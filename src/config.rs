use crate::error::CatalogError;
use config::{Config, Environment, File, FileFormat};
use serde::Deserialize;
use tracing::warn;

/// Optional config file, relative to the working directory.
pub const DEFAULT_CONFIG_PATH: &str = "config/catalog.toml";

const ENV_PREFIX: &str = "CATALOG";

/// Which record store the service runs on.
#[derive(Debug, Clone, Copy, Default, PartialEq, Eq, Deserialize)]
#[serde(rename_all = "lowercase")]
pub enum StoreBackend {
    #[default]
    Redis,
    /// In-process actors; data is lost on shutdown.
    Memory,
}

#[derive(Debug, Clone, PartialEq, Deserialize)]
pub struct CatalogConfig {
    #[serde(default)]
    pub backend: StoreBackend,
    #[serde(default = "default_redis_url")]
    pub redis_url: String,
    #[serde(default = "default_index_name")]
    pub index_name: String,
    /// When false the index is never probed and every listing scans.
    #[serde(default = "default_search_enabled")]
    pub search_enabled: bool,
    /// Minimum catalog size maintained at startup.
    #[serde(default = "default_seed_target")]
    pub seed_target: usize,
    #[serde(default = "default_scan_batch_size")]
    pub scan_batch_size: usize,
    /// Mailbox size of the in-memory store and index actors.
    #[serde(default = "default_channel_capacity")]
    pub channel_capacity: usize,
}

fn default_redis_url() -> String {
    "redis://127.0.0.1:6379".to_string()
}

fn default_index_name() -> String {
    "products-index".to_string()
}

fn default_search_enabled() -> bool {
    true
}

fn default_seed_target() -> usize {
    100_000
}

fn default_scan_batch_size() -> usize {
    1000
}

fn default_channel_capacity() -> usize {
    1024
}

impl Default for CatalogConfig {
    fn default() -> Self {
        Self {
            backend: StoreBackend::default(),
            redis_url: default_redis_url(),
            index_name: default_index_name(),
            search_enabled: default_search_enabled(),
            seed_target: default_seed_target(),
            scan_batch_size: default_scan_batch_size(),
            channel_capacity: default_channel_capacity(),
        }
    }
}

fn env_source() -> Environment {
    Environment::with_prefix(ENV_PREFIX)
        .separator("__")
        .try_parsing(true)
}

impl CatalogConfig {
    /// Loads `config/catalog.toml` (optional) overlaid by `CATALOG__*` variables.
    pub fn load() -> Result<Self, CatalogError> {
        Self::load_from(DEFAULT_CONFIG_PATH)
    }

    /// Like [`CatalogConfig::load`] with a different file.
    ///
    /// A file that exists but cannot be parsed is reported and skipped; the environment
    /// still applies.
    pub fn load_from(path: &str) -> Result<Self, CatalogError> {
        let settings = match Config::builder()
            .add_source(File::with_name(path).required(false))
            .add_source(env_source())
            .build()
        {
            Ok(settings) => settings,
            Err(err) => {
                warn!(path, error = %err, "Failed to load config file, falling back to env");
                Config::builder().add_source(env_source()).build()?
            }
        };
        Ok(settings.try_deserialize()?)
    }

    /// Parses TOML text without consulting the environment.
    pub fn from_toml(text: &str) -> Result<Self, CatalogError> {
        let settings = Config::builder()
            .add_source(File::from_str(text, FileFormat::Toml))
            .build()?;
        Ok(settings.try_deserialize()?)
    }
}
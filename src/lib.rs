//! # Catalog Store
//!
//! > **A product catalog on a key-value store, with an optional search index.**
//!
//! This crate stores product records in Redis (or an in-process actor store), keeps a
//! best-effort RediSearch projection of them, grows the catalog to a configured size at
//! startup, and answers paginated, filterable, searchable listings.
//!
//! ## 🏗️ Design Notes
//!
//! ### 1. The store is the source of truth
//! Every product lives under `product:<id>` as JSON. The search index is written after the
//! store and may lag behind it; a failed index write never fails a create.
//!
//! ### 2. Two query paths, one contract
//! A listing with a search query and an available index runs on the index; everything else
//! scans every product key and filters in memory. Both paths sort by ascending price and
//! report `total` over the whole match set. See [`catalog`].
//!
//! ### 3. Re-runnable seeding
//! Seeding enumerates existing IDs first and only writes what is missing, so restarting the
//! service never duplicates records. See [`seed`].
//!
//! ### 4. Adapters behind traits
//! The catalog only sees [`KvStore`](store::KvStore) and
//! [`SearchIndex`](search::SearchIndex). The in-memory implementations are Tokio actors
//! (one task, one mailbox, oneshot replies), so tests run the exact code paths production
//! does without a Redis server.
//!
//! ## 🗺️ Module Tour
//!
//! ### 1. The Engine ([`catalog`])
//! - **Role**: `create_product`, `get_product`, `list_products`.
//! - **Key items**: [`Catalog`](catalog::Catalog), [`ProductPage`](catalog::ProductPage).
//!
//! ### 2. The Adapters ([`store`], [`search`])
//! - **Role**: Redis `SET`/`GET`/`SCAN`, RediSearch `FT.*`, and their in-memory twins.
//! - **Key items**: [`PrefixScan`](store::PrefixScan),
//!   [`SearchCapability`](search::SearchCapability).
//!
//! ### 3. Startup ([`seed`], [`verify`], [`lifecycle`])
//! - **Role**: Fill the catalog, sanity-check it, wire everything from [`config`].
//! - **Key items**: [`CatalogService`](lifecycle::CatalogService),
//!   [`Seeder`](seed::Seeder).
//!
//! ### 4. Testing ([`mock`])
//! - **Role**: Adapter wrappers that fail on demand.
//!
//! ## 🚀 Quick Start
//!
//! ```bash
//! # In-memory backend, five demo products
//! CATALOG__BACKEND=memory CATALOG__SEED_TARGET=5 RUST_LOG=info cargo run
//!
//! # Against a local Redis Stack
//! CATALOG__REDIS_URL=redis://127.0.0.1:6379 cargo run
//! ```

pub mod catalog;
pub mod config;
pub mod error;
pub mod lifecycle;
pub mod mock;
pub mod model;
pub mod search;
pub mod seed;
pub mod store;
pub mod verify;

Task requirements: Without skipping anything, transcribe every line above exactly.

Answer:
filename src/config.rs
use crate::error::CatalogError;
use config::{Config, Environment, File, FileFormat};
use serde::Deserialize;
use tracing::warn;

/// Optional config file, relative to the working directory.
pub const DEFAULT_CONFIG_PATH: &str = "config/catalog.toml";

const ENV_PREFIX: &str = "CATALOG";

/// Which record store the service runs on.
#[derive(Debug, Clone, Copy, Default, PartialEq, Eq, Deserialize)]
#[serde(rename_all = "lowercase")]
pub enum StoreBackend {
    #[default]
    Redis,
    /// In-process actors; data is lost on shutdown.
    Memory,
}

#[derive(Debug, Clone, PartialEq, Deserialize)]
pub struct CatalogConfig {
    #[serde(default)]
    pub backend: StoreBackend,
    #[serde(default = "default_redis_url")]
    pub redis_url: String,
    #[serde(default = "default_index_name")]
    pub index_name: String,
    /// When false the index is never probed and every listing scans.
    #[serde(default = "default_search_enabled")]
    pub search_enabled: bool,
    /// Minimum catalog size maintained at startup.
    #[serde(default = "default_seed_target")]
    pub seed_target: usize,
    #[serde(default = "default_scan_batch_size")]
    pub scan_batch_size: usize,
    /// Mailbox size of the in-memory store and index actors.
    #[serde(default = "default_channel_capacity")]
    pub channel_capacity: usize,
}

fn default_redis_url() -> String {
    "redis://127.0.0.1:6379".to_string()
}

fn default_index_name() -> String {
    "products-index".to_string()
}

fn default_search_enabled() -> bool {
    true
}

fn default_seed_target() -> usize {
    100_000
}

fn default_scan_batch_size() -> usize {
    1000
}

fn default_channel_capacity() -> usize {
    1024
}

impl Default for CatalogConfig {
    fn default() -> Self {
        Self {
            backend: StoreBackend::default(),
            redis_url: default_redis_url(),
            index_name: default_index_name(),
            search_enabled: default_search_enabled(),
            seed_target: default_seed_target(),
            scan_batch_size: default_scan_batch_size(),
            channel_capacity: default_channel_capacity(),
        }
    }
}

fn env_source() -> Environment {
    Environment::with_prefix(ENV_PREFIX)
        .separator("__")
        .try_parsing(true)
}

impl CatalogConfig {
    /// Loads `config/catalog.toml` (optional) overlaid by `CATALOG__*` variables.
    pub fn load() -> Result<Self, CatalogError> {
        Self::load_from(DEFAULT_CONFIG_PATH)
    }

    /// Like [`CatalogConfig::load`] with a different file.
    ///
    /// A file that exists but cannot be parsed is reported and skipped; the environment
    /// still applies.
    pub fn load_from(path: &str) -> Result<Self, CatalogError> {
        let settings = match Config::builder()
            .add_source(File::with_name(path).required(false))
            .add_source(env_source())
            .build()
        {
            Ok(settings) => settings,
            Err(err) => {
                warn!(path, error = %err, "Failed to load config file, falling back to env");
                Config::builder().add_source(env_source()).build()?
            }
        };
        Ok(settings.try_deserialize()?)
    }

    /// Parses TOML text without consulting the environment.
    pub fn from_toml(text: &str) -> Result<Self, CatalogError> {
        let settings = Config::builder()
            .add_source(File::from_str(text, FileFormat::Toml))
            .build()?;
        Ok(settings.try_deserialize()?)
    }
}
filename src/lib.rs
//! # Catalog Store
//!
//! > **A product catalog on a key-value store, with an optional search index.**
//!
//! This crate stores product records in Redis (or an in-process actor store), keeps a
//! best-effort RediSearch projection of them, grows the catalog to a configured size at
//! startup, and answers paginated, filterable, searchable listings.
//!
//! ## 🏗️ Design Notes
//!
//! ### 1. The store is the source of truth
//! Every product lives under `product:<id>` as JSON. The search index is written after the
//! store and may lag behind it; a failed index write never fails a create.
//!
//! ### 2. Two query paths, one contract
//! A listing with a search query and an available index runs on the index; everything else
//! scans every product key and filters in memory. Both paths sort by ascending price and
//! report `total` over the whole match set. See [`catalog`].
//!
//! ### 3. Re-runnable seeding
//! Seeding enumerates existing IDs first and only writes what is missing, so restarting the
//! service never duplicates records. See [`seed`].
//!
//! ### 4. Adapters behind traits
//! The catalog only sees [`KvStore`](store::KvStore) and
//! [`SearchIndex`](search::SearchIndex). The in-memory implementations are Tokio actors
//! (one task, one mailbox, oneshot replies), so tests run the exact code paths production
//! does without a Redis server.
//!
//! ## 🗺️ Module Tour
//!
//! ### 1. The Engine ([`catalog`])
//! - **Role**: `create_product`, `get_product`, `list_products`.
//! - **Key items**: [`Catalog`](catalog::Catalog), [`ProductPage`](catalog::ProductPage).
//!
//! ### 2. The Adapters ([`store`], [`search`])
//! - **Role**: Redis `SET`/`GET`/`SCAN`, RediSearch `FT.*`, and their in-memory twins.
//! - **Key items**: [`PrefixScan`](store::PrefixScan),
//!   [`SearchCapability`](search::SearchCapability).
//!
//! ### 3. Startup ([`seed`], [`verify`], [`lifecycle`])
//! - **Role**: Fill the catalog, sanity-check it, wire everything from [`config`].
//! - **Key items**: [`CatalogService`](lifecycle::CatalogService),
//!   [`Seeder`](seed::Seeder).
//!
//! ### 4. Testing ([`mock`])
//! - **Role**: Adapter wrappers that fail on demand.
//!
//! ## 🚀 Quick Start
//!
//! ```bash
//! # In-memory backend, five demo products
//! CATALOG__BACKEND=memory CATALOG__SEED_TARGET=5 RUST_LOG=info cargo run
//!
//! # Against a local Redis Stack
//! CATALOG__REDIS_URL=redis://127.0.0.1:6379 cargo run
//! ```

pub mod catalog;
pub mod config;
pub mod error;
pub mod lifecycle;
pub mod mock;
pub mod model;
pub mod search;
pub mod seed;
pub mod store;
pub mod verify;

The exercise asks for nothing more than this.